» **Your goal**: Your answer must contain each line of the data, copied exactly.

» **Data supplied**:
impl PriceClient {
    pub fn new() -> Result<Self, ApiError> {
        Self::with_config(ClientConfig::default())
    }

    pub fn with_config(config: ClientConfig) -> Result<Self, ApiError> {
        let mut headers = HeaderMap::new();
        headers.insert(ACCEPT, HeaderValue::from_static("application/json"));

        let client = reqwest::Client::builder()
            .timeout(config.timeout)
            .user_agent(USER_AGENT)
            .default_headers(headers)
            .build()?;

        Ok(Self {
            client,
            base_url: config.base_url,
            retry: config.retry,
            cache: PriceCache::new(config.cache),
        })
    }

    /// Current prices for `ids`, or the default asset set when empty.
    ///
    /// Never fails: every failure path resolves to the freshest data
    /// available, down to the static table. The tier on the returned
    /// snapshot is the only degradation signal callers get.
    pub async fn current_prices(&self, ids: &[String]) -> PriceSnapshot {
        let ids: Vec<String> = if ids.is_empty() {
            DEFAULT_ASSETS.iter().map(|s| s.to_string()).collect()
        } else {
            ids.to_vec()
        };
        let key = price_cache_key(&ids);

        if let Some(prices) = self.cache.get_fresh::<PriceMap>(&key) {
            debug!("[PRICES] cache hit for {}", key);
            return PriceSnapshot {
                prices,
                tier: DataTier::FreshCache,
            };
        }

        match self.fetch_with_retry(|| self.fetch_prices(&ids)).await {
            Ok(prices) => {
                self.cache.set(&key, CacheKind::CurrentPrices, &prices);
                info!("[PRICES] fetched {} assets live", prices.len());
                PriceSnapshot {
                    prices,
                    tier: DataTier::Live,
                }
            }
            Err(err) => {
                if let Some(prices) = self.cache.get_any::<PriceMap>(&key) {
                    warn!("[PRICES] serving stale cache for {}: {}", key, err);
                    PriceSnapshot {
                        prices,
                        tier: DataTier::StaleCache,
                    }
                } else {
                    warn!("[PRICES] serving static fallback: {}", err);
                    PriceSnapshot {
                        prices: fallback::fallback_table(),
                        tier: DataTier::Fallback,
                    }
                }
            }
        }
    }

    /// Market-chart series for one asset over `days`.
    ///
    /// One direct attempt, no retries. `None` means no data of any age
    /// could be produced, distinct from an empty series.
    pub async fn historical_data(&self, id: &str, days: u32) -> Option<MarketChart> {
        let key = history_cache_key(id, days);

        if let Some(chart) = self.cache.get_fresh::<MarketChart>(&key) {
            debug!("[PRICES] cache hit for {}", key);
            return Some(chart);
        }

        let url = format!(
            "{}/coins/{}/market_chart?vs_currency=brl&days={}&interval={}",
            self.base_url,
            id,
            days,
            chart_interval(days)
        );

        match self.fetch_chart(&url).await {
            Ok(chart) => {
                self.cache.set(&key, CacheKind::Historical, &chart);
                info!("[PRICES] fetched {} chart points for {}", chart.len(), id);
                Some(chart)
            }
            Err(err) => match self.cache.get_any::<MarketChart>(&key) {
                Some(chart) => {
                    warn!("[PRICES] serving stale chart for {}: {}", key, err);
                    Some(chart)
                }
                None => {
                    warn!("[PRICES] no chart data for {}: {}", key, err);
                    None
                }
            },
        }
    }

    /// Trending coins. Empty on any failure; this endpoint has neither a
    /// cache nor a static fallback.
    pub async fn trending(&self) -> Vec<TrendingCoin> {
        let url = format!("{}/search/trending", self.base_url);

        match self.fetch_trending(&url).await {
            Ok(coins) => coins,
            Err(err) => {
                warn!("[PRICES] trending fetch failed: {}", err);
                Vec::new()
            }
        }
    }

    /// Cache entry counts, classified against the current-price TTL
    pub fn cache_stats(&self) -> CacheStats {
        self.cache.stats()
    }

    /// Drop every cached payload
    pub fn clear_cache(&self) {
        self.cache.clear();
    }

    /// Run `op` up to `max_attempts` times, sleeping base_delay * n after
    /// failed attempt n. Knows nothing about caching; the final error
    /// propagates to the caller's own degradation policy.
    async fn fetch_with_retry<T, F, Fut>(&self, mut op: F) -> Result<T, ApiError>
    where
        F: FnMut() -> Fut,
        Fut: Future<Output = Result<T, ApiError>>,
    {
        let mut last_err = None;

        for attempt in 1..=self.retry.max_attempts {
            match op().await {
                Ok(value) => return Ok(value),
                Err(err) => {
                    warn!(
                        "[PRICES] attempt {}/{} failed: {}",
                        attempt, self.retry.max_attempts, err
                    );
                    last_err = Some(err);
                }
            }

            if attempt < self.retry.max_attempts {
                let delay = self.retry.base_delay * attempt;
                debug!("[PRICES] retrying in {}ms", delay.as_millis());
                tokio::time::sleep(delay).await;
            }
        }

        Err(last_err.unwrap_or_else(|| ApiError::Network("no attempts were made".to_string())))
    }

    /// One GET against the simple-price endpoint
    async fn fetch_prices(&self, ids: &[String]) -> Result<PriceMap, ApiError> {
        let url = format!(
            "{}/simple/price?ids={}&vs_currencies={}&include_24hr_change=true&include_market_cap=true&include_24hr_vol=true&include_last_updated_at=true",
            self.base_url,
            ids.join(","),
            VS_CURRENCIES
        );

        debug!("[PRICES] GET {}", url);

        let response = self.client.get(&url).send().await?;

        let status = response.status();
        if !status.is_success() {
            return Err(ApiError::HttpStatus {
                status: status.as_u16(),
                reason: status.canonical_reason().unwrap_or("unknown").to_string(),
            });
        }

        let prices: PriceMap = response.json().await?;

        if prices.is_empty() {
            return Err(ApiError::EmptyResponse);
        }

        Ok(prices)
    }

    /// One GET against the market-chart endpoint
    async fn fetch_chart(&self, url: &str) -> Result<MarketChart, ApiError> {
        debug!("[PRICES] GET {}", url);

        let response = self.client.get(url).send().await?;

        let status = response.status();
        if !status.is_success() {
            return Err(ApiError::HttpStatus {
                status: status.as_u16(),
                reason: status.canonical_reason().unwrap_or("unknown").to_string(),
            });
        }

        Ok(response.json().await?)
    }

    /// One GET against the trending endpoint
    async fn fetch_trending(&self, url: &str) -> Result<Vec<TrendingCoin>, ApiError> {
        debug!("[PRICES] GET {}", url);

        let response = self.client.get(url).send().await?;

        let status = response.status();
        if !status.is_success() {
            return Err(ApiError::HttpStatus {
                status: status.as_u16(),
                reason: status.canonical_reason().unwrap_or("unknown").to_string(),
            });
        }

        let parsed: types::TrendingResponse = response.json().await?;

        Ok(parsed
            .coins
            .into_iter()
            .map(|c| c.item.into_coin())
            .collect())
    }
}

» **Task response**:
impl PriceClient {
    pub fn new() -> Result<Self, ApiError> {
        Self::with_config(ClientConfig::default())
    }

    pub fn with_config(config: ClientConfig) -> Result<Self, ApiError> {
        let mut headers = HeaderMap::new();
        headers.insert(ACCEPT, HeaderValue::from_static("application/json"));

        let client = reqwest::Client::builder()
            .timeout(config.timeout)
            .user_agent(USER_AGENT)
            .default_headers(headers)
            .build()?;

        Ok(Self {
            client,
            base_url: config.base_url,
            retry: config.retry,
            cache: PriceCache::new(config.cache),
        })
    }

    /// Current prices for `ids`, or the default asset set when empty.
    ///
    /// Never fails: every failure path resolves to the freshest data
    /// available, down to the static table. The tier on the returned
    /// snapshot is the only degradation signal callers get.
    pub async fn current_prices(&self, ids: &[String]) -> PriceSnapshot {
        let ids: Vec<String> = if ids.is_empty() {
            DEFAULT_ASSETS.iter().map(|s| s.to_string()).collect()
        } else {
            ids.to_vec()
        };
        let key = price_cache_key(&ids);

        if let Some(prices) = self.cache.get_fresh::<PriceMap>(&key) {
            debug!("[PRICES] cache hit for {}", key);
            return PriceSnapshot {
                prices,
                tier: DataTier::FreshCache,
            };
        }

        match self.fetch_with_retry(|| self.fetch_prices(&ids)).await {
            Ok(prices) => {
                self.cache.set(&key, CacheKind::CurrentPrices, &prices);
                info!("[PRICES] fetched {} assets live", prices.len());
                PriceSnapshot {
                    prices,
                    tier: DataTier::Live,
                }
            }
            Err(err) => {
                if let Some(prices) = self.cache.get_any::<PriceMap>(&key) {
                    warn!("[PRICES] serving stale cache for {}: {}", key, err);
                    PriceSnapshot {
                        prices,
                        tier: DataTier::StaleCache,
                    }
                } else {
                    warn!("[PRICES] serving static fallback: {}", err);
                    PriceSnapshot {
                        prices: fallback::fallback_table(),
                        tier: DataTier::Fallback,
                    }
                }
            }
        }
    }

    /// Market-chart series for one asset over `days`.
    ///
    /// One direct attempt, no retries. `None` means no data of any age
    /// could be produced, distinct from an empty series.
    pub async fn historical_data(&self, id: &str, days: u32) -> Option<MarketChart> {
        let key = history_cache_key(id, days);

        if let Some(chart) = self.cache.get_fresh::<MarketChart>(&key) {
            debug!("[PRICES] cache hit for {}", key);
            return Some(chart);
        }

        let url = format!(
            "{}/coins/{}/market_chart?vs_currency=brl&days={}&interval={}",
            self.base_url,
            id,
            days,
            chart_interval(days)
        );

        match self.fetch_chart(&url).await {
            Ok(chart) => {
                self.cache.set(&key, CacheKind::Historical, &chart);
                info!("[PRICES] fetched {} chart points for {}", chart.len(), id);
                Some(chart)
            }
            Err(err) => match self.cache.get_any::<MarketChart>(&key) {
                Some(chart) => {
                    warn!("[PRICES] serving stale chart for {}: {}", key, err);
                    Some(chart)
                }
                None => {
                    warn!("[PRICES] no chart data for {}: {}", key, err);
                    None
                }
            },
        }
    }

    /// Trending coins. Empty on any failure; this endpoint has neither a
    /// cache nor a static fallback.
    pub async fn trending(&self) -> Vec<TrendingCoin> {
        let url = format!("{}/search/trending", self.base_url);

        match self.fetch_trending(&url).await {
            Ok(coins) => coins,
            Err(err) => {
                warn!("[PRICES] trending fetch failed: {}", err);
                Vec::new()
            }
        }
    }

    /// Cache entry counts, classified against the current-price TTL
    pub fn cache_stats(&self) -> CacheStats {
        self.cache.stats()
    }

    /// Drop every cached payload
    pub fn clear_cache(&self) {
        self.cache.clear();
    }

    /// Run `op` up to `max_attempts` times, sleeping base_delay * n after
    /// failed attempt n. Knows nothing about caching; the final error
    /// propagates to the caller's own degradation policy.
    async fn fetch_with_retry<T, F, Fut>(&self, mut op: F) -> Result<T, ApiError>
    where
        F: FnMut() -> Fut,
        Fut: Future<Output = Result<T, ApiError>>,
    {
        let mut last_err = None;

        for attempt in 1..=self.retry.max_attempts {
            match op().await {
                Ok(value) => return Ok(value),
                Err(err) => {
                    warn!(
                        "[PRICES] attempt {}/{} failed: {}",
                        attempt, self.retry.max_attempts, err
                    );
                    last_err = Some(err);
                }
            }

            if attempt < self.retry.max_attempts {
                let delay = self.retry.base_delay * attempt;
                debug!("[PRICES] retrying in {}ms", delay.as_millis());
                tokio::time::sleep(delay).await;
            }
        }

        Err(last_err.unwrap_or_else(|| ApiError::Network("no attempts were made".to_string())))
    }

    /// One GET against the simple-price endpoint
    async fn fetch_prices(&self, ids: &[String]) -> Result<PriceMap, ApiError> {
        let url = format!(
            "{}/simple/price?ids={}&vs_currencies={}&include_24hr_change=true&include_market_cap=true&include_24hr_vol=true&include_last_updated_at=true",
            self.base_url,
            ids.join(","),
            VS_CURRENCIES
        );

        debug!("[PRICES] GET {}", url);

        let response = self.client.get(&url).send().await?;

        let status = response.status();
        if !status.is_success() {
            return Err(ApiError::HttpStatus {
                status: status.as_u16(),
                reason: status.canonical_reason().unwrap_or("unknown").to_string(),
            });
        }

        let prices: PriceMap = response.json().await?;

        if prices.is_empty() {
            return Err(ApiError::EmptyResponse);
        }

        Ok(prices)
    }

    /// One GET against the market-chart endpoint
    async fn fetch_chart(&self, url: &str) -> Result<MarketChart, ApiError> {
        debug!("[PRICES] GET {}", url);

        let response = self.client.get(url).send().await?;

        let status = response.status();
        if !status.is_success() {
            return Err(ApiError::HttpStatus {
                status: status.as_u16(),
                reason: status.canonical_reason().unwrap_or("unknown").to_string(),
            });
        }

        Ok(response.json().await?)
    }

    /// One GET against the trending endpoint
    async fn fetch_trending(&self, url: &str) -> Result<Vec<TrendingCoin>, ApiError> {
        debug!("[PRICES] GET {}", url);

        let response = self.client.get(url).send().await?;

        let status = response.status();
        if !status.is_success() {
            return Err(ApiError::HttpStatus {
                status: status.as_u16(),
                reason: status.canonical_reason().unwrap_or("unknown").to_string(),
            });
        }

        let parsed: types::TrendingResponse = response.json().await?;

        Ok(parsed
            .coins
            .into_iter()
            .map(|c| c.item.into_coin())
            .collect())
    }
}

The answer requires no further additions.